Please retype the records below exactly, from the first line down to and including the line with "#[derive(Debug, Clone, Copy, PartialEq, Eq)]".

## RECORDS SUPPLIED
━━━━━━━━━━━━━━━━
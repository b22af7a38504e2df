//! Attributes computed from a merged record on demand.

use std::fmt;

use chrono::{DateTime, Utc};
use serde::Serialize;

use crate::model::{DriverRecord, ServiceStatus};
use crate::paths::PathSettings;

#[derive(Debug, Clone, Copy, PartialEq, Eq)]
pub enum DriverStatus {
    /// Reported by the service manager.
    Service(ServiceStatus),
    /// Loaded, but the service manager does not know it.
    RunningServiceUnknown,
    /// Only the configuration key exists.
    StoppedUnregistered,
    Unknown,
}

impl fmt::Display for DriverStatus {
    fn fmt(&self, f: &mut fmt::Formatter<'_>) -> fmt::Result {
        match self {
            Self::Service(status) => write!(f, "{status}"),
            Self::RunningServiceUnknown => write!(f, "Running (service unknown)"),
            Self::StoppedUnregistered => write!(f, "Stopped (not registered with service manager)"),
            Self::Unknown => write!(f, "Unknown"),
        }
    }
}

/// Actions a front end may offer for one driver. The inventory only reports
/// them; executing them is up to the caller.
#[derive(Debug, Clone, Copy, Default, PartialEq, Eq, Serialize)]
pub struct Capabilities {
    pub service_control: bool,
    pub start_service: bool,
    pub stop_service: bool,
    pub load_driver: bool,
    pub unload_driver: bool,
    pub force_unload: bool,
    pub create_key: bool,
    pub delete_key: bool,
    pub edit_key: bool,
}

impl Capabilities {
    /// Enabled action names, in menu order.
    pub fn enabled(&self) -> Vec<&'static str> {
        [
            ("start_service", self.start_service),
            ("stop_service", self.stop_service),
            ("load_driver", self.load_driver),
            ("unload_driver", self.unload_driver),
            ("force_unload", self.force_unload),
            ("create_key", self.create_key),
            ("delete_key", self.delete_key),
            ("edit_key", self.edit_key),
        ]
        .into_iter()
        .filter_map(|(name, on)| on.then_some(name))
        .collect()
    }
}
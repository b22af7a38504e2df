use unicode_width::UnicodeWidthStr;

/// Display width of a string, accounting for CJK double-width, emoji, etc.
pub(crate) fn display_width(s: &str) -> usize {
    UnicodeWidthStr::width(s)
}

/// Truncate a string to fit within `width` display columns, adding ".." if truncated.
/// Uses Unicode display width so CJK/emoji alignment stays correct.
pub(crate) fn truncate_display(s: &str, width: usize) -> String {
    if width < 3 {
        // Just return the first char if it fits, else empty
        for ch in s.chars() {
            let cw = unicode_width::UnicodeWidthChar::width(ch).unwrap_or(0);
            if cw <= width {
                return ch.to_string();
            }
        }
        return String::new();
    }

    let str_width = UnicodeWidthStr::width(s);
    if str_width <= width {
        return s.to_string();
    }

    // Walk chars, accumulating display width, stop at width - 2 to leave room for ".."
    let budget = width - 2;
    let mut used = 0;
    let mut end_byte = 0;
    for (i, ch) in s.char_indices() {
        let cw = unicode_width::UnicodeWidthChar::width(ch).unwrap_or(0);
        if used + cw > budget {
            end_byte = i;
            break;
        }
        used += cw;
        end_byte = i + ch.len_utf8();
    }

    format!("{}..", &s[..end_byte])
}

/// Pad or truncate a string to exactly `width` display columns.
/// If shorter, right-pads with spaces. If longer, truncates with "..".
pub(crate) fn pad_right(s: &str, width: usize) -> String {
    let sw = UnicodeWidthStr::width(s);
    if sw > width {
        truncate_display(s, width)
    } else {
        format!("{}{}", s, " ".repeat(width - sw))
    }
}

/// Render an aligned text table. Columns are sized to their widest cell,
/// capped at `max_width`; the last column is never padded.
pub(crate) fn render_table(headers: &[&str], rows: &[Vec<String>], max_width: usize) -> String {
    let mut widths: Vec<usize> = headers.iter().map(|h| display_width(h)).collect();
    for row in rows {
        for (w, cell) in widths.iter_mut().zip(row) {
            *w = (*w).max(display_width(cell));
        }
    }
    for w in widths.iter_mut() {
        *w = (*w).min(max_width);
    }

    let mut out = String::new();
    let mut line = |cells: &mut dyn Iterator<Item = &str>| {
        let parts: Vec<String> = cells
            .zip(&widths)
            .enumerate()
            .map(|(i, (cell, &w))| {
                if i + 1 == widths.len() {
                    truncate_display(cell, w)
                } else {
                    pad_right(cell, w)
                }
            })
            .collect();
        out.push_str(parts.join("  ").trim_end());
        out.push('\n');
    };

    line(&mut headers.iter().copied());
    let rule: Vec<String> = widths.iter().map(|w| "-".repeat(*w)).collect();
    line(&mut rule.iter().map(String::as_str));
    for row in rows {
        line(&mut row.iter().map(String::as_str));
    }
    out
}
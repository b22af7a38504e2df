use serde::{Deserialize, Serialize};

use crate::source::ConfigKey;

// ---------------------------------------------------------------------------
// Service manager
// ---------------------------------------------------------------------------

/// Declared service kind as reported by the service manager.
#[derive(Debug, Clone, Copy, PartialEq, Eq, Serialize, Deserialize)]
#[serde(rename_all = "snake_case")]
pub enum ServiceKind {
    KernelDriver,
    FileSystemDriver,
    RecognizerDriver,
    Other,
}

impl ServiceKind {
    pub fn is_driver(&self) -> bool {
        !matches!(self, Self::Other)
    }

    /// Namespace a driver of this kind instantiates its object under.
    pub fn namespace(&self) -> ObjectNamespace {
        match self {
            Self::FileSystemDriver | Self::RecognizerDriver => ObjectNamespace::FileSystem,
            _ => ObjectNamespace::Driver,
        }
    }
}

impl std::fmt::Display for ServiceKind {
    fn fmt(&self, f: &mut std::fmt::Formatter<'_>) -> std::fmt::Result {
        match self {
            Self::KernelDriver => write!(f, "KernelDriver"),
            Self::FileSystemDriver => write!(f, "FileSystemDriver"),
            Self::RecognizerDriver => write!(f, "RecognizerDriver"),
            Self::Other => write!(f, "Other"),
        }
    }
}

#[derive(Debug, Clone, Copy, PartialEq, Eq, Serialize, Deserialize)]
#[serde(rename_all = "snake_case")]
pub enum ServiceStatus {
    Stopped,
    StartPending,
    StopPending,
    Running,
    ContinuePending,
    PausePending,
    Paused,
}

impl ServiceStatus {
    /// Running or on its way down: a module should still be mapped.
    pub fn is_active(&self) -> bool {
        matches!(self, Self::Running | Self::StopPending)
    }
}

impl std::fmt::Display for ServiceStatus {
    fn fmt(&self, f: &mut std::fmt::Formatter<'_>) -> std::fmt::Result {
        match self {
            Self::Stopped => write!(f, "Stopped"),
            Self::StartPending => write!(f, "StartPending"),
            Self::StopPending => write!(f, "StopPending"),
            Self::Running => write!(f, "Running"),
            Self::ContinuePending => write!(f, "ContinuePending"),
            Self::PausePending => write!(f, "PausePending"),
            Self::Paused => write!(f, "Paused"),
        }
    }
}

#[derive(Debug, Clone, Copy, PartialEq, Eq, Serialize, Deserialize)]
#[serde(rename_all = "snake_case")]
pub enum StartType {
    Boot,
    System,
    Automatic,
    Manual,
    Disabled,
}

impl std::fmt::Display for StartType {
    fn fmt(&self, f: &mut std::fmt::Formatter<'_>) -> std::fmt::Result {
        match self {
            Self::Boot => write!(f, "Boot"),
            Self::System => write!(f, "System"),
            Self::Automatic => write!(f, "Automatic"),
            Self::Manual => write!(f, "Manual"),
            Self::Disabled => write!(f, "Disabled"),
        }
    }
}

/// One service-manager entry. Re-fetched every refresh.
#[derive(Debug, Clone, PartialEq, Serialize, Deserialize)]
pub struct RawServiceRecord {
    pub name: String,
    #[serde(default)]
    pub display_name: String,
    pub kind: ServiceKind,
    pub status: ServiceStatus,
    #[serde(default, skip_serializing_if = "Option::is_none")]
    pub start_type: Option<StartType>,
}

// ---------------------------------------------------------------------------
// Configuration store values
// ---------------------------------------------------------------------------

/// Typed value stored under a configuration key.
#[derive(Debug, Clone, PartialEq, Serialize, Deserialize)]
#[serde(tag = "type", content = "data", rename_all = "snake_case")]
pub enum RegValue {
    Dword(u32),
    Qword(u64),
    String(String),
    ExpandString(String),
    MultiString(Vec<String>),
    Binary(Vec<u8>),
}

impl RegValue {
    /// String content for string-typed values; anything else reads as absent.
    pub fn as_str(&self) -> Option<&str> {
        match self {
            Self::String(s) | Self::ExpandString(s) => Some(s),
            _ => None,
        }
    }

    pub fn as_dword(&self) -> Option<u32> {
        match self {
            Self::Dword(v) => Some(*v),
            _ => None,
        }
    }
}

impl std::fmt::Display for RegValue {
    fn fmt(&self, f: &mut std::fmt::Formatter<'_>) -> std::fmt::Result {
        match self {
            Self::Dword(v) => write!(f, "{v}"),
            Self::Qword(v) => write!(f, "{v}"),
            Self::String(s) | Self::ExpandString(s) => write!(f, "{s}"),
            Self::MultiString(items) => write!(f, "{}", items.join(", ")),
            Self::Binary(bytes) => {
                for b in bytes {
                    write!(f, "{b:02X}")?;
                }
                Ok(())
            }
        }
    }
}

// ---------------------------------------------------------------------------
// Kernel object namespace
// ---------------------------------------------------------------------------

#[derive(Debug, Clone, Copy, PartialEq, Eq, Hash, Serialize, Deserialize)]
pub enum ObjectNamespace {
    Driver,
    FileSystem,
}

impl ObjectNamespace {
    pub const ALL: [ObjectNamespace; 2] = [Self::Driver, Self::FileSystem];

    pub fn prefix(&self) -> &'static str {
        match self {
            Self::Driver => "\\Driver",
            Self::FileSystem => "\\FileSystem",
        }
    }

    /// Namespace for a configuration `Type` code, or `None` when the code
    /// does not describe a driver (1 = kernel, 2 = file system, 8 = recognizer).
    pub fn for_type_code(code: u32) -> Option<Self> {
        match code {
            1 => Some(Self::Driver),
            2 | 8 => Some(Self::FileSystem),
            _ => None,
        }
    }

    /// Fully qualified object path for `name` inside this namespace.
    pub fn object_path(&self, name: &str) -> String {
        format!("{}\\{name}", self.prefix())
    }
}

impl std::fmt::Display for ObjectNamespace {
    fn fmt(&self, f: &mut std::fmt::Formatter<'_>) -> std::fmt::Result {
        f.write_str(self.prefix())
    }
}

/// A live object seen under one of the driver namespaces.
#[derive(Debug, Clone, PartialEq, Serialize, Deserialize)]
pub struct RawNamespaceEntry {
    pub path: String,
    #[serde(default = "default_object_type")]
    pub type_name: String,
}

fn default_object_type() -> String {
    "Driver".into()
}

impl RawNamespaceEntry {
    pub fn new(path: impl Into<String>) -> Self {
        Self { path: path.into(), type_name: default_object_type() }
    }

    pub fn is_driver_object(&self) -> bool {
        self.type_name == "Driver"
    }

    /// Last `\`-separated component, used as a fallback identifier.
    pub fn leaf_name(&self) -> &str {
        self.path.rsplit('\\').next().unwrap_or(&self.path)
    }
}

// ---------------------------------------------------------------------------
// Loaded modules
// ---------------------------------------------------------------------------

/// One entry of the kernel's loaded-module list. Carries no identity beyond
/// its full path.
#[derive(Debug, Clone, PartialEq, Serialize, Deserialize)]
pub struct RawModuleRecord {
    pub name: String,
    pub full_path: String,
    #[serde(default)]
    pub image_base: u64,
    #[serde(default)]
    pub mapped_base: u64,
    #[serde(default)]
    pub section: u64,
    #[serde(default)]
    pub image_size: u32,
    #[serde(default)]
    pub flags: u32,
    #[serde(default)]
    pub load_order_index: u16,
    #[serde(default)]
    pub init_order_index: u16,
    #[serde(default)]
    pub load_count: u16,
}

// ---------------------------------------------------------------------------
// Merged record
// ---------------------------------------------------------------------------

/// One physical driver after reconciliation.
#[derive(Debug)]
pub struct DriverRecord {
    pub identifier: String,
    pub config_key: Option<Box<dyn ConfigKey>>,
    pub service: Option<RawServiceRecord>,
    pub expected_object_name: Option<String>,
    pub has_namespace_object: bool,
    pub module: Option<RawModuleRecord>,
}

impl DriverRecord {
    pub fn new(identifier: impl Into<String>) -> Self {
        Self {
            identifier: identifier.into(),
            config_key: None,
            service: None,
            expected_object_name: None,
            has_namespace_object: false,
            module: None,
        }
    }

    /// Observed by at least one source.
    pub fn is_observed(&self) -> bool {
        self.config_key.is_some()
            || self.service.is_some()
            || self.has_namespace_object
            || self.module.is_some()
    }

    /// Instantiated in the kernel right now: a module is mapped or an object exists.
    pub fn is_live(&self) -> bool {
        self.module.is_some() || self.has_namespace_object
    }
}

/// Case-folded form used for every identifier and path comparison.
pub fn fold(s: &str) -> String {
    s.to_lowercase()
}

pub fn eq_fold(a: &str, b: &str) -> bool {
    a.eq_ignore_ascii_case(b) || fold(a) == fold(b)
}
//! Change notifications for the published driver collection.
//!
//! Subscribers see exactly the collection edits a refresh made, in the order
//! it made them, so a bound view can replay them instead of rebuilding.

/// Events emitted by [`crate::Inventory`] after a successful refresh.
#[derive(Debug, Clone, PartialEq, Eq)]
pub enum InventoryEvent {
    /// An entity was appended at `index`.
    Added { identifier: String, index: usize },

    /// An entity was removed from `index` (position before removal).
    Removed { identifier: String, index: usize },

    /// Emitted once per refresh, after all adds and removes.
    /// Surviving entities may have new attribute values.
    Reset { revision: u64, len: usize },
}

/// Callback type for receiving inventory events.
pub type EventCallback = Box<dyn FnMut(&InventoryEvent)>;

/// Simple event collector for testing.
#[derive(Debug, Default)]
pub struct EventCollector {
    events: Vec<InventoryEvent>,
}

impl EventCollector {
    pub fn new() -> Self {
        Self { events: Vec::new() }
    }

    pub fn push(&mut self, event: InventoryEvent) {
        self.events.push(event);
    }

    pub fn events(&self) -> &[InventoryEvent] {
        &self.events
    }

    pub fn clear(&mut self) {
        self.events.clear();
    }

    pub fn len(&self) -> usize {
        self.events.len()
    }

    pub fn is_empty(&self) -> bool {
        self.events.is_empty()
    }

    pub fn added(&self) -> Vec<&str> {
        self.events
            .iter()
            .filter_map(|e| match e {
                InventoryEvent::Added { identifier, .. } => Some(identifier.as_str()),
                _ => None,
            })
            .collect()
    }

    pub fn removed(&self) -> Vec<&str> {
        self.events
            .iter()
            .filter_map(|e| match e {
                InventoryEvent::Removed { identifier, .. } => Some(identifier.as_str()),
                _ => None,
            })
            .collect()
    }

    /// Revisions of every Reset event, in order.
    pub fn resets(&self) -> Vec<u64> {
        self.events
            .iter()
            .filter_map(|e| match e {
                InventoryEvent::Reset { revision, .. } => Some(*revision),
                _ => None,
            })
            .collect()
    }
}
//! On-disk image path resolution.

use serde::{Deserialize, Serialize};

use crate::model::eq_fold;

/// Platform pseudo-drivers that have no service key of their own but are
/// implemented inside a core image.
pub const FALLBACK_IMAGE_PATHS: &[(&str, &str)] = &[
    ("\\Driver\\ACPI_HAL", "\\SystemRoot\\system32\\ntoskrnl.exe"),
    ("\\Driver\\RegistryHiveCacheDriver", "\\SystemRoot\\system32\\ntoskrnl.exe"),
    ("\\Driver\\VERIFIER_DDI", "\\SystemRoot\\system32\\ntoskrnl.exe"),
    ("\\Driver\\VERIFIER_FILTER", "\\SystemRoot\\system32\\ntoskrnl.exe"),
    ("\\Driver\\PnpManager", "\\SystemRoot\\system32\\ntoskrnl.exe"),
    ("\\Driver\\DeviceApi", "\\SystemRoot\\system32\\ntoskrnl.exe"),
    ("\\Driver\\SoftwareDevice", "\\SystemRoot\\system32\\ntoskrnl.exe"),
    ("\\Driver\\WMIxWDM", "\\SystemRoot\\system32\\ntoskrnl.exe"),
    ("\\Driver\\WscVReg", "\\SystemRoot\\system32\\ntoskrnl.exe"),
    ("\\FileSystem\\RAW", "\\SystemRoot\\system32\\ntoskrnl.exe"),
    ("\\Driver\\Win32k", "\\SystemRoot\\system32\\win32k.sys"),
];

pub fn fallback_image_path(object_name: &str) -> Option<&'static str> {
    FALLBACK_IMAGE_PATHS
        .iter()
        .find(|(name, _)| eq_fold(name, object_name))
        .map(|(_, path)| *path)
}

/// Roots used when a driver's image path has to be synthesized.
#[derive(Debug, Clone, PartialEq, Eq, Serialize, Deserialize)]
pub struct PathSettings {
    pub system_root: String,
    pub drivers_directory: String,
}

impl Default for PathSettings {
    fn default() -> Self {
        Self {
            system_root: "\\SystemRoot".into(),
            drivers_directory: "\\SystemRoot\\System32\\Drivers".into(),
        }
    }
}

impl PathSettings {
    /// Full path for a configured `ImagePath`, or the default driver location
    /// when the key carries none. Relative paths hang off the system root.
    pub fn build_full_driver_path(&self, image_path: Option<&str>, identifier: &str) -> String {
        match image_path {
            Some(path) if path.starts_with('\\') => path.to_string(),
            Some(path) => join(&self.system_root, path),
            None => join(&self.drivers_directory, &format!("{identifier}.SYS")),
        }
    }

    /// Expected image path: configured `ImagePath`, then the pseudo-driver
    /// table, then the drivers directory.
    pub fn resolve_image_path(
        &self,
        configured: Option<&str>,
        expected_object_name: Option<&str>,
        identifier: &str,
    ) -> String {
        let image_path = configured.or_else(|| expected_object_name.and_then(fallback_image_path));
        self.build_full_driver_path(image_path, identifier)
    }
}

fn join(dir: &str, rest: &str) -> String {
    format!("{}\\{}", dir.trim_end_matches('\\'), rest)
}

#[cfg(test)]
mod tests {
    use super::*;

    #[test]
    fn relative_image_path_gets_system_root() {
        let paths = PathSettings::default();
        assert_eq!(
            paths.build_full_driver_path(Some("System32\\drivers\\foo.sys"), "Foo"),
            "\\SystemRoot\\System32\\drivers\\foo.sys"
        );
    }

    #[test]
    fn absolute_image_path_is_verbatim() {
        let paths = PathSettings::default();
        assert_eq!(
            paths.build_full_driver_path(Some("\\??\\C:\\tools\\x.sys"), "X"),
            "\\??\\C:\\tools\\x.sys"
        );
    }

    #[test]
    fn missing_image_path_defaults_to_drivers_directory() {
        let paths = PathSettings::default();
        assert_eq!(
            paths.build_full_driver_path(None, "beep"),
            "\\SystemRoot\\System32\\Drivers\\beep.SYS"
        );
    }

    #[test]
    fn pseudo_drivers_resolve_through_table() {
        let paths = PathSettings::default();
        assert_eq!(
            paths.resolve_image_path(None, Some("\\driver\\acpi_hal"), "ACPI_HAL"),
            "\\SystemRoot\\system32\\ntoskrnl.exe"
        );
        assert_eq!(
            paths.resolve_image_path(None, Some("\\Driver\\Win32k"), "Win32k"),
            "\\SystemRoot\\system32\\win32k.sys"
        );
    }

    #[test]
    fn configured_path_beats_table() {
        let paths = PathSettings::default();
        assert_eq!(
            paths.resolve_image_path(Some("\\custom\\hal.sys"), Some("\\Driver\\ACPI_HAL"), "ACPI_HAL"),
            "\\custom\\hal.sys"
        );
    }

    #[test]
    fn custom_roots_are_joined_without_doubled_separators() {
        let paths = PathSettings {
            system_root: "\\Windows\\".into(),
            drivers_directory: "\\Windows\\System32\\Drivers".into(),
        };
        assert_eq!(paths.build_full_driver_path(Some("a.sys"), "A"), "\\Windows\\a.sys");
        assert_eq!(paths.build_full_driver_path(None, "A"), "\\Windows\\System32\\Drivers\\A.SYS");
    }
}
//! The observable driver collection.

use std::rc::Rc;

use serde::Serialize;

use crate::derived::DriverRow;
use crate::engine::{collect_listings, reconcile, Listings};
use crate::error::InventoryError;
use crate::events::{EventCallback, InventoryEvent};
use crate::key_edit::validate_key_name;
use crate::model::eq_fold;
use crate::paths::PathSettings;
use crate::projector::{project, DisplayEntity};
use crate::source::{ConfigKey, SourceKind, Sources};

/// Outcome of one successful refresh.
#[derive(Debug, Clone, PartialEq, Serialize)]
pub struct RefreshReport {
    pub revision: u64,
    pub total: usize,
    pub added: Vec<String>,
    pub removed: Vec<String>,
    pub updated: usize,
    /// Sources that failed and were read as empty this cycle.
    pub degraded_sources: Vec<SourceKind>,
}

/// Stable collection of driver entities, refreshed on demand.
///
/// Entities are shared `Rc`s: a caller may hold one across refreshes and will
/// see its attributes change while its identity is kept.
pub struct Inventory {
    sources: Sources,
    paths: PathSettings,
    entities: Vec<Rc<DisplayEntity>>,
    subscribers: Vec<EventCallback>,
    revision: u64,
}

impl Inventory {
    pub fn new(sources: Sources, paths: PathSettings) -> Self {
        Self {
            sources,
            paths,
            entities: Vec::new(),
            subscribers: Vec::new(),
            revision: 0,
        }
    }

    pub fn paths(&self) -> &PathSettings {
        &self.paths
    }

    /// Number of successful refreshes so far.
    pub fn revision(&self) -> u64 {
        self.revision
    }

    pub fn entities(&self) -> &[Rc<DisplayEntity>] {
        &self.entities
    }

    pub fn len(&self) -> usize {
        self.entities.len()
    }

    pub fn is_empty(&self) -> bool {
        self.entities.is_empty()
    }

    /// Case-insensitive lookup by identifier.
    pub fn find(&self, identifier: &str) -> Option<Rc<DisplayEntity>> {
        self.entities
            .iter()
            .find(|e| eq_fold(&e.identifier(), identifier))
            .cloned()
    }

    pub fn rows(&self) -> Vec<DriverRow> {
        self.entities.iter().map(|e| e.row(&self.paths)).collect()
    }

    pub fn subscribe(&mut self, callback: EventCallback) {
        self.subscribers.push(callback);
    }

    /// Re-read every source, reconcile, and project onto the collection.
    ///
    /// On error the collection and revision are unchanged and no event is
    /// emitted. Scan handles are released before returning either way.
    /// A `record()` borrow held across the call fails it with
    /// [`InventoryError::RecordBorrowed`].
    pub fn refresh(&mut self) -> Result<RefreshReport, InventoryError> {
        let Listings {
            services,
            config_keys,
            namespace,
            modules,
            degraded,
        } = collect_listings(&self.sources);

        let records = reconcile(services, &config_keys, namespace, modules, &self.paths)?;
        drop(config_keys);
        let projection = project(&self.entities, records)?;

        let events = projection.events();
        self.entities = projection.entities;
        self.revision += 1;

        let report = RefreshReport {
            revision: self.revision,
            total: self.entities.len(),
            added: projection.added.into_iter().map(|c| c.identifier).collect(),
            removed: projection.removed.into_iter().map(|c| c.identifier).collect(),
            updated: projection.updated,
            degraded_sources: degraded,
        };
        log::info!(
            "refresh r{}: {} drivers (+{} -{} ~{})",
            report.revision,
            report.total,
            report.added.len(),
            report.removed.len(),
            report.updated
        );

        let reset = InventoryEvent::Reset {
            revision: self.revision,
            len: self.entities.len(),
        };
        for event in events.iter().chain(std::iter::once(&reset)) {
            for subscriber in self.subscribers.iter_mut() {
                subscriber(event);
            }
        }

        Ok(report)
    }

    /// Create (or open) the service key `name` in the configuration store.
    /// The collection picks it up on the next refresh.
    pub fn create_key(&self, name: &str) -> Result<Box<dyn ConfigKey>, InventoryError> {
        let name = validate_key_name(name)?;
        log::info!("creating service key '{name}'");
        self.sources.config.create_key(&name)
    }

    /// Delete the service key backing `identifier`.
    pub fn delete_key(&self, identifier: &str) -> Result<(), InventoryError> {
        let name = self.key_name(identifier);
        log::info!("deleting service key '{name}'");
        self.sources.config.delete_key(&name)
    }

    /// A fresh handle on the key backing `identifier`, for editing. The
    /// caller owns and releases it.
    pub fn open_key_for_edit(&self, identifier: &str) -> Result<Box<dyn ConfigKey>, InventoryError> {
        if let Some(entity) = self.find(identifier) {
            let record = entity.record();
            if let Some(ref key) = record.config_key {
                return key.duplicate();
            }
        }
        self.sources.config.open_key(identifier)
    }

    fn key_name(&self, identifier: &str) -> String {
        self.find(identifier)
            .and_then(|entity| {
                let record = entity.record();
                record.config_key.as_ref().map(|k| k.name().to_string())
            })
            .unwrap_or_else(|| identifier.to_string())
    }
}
━━━━━━━━━━━━━━━━
## REPLY TO THE EXERCISE
repository b22af7a38504e2df
//! Attributes computed from a merged record on demand.

use std::fmt;

use chrono::{DateTime, Utc};
use serde::Serialize;

use crate::model::{DriverRecord, ServiceStatus};
use crate::paths::PathSettings;

#[derive(Debug, Clone, Copy, PartialEq, Eq)]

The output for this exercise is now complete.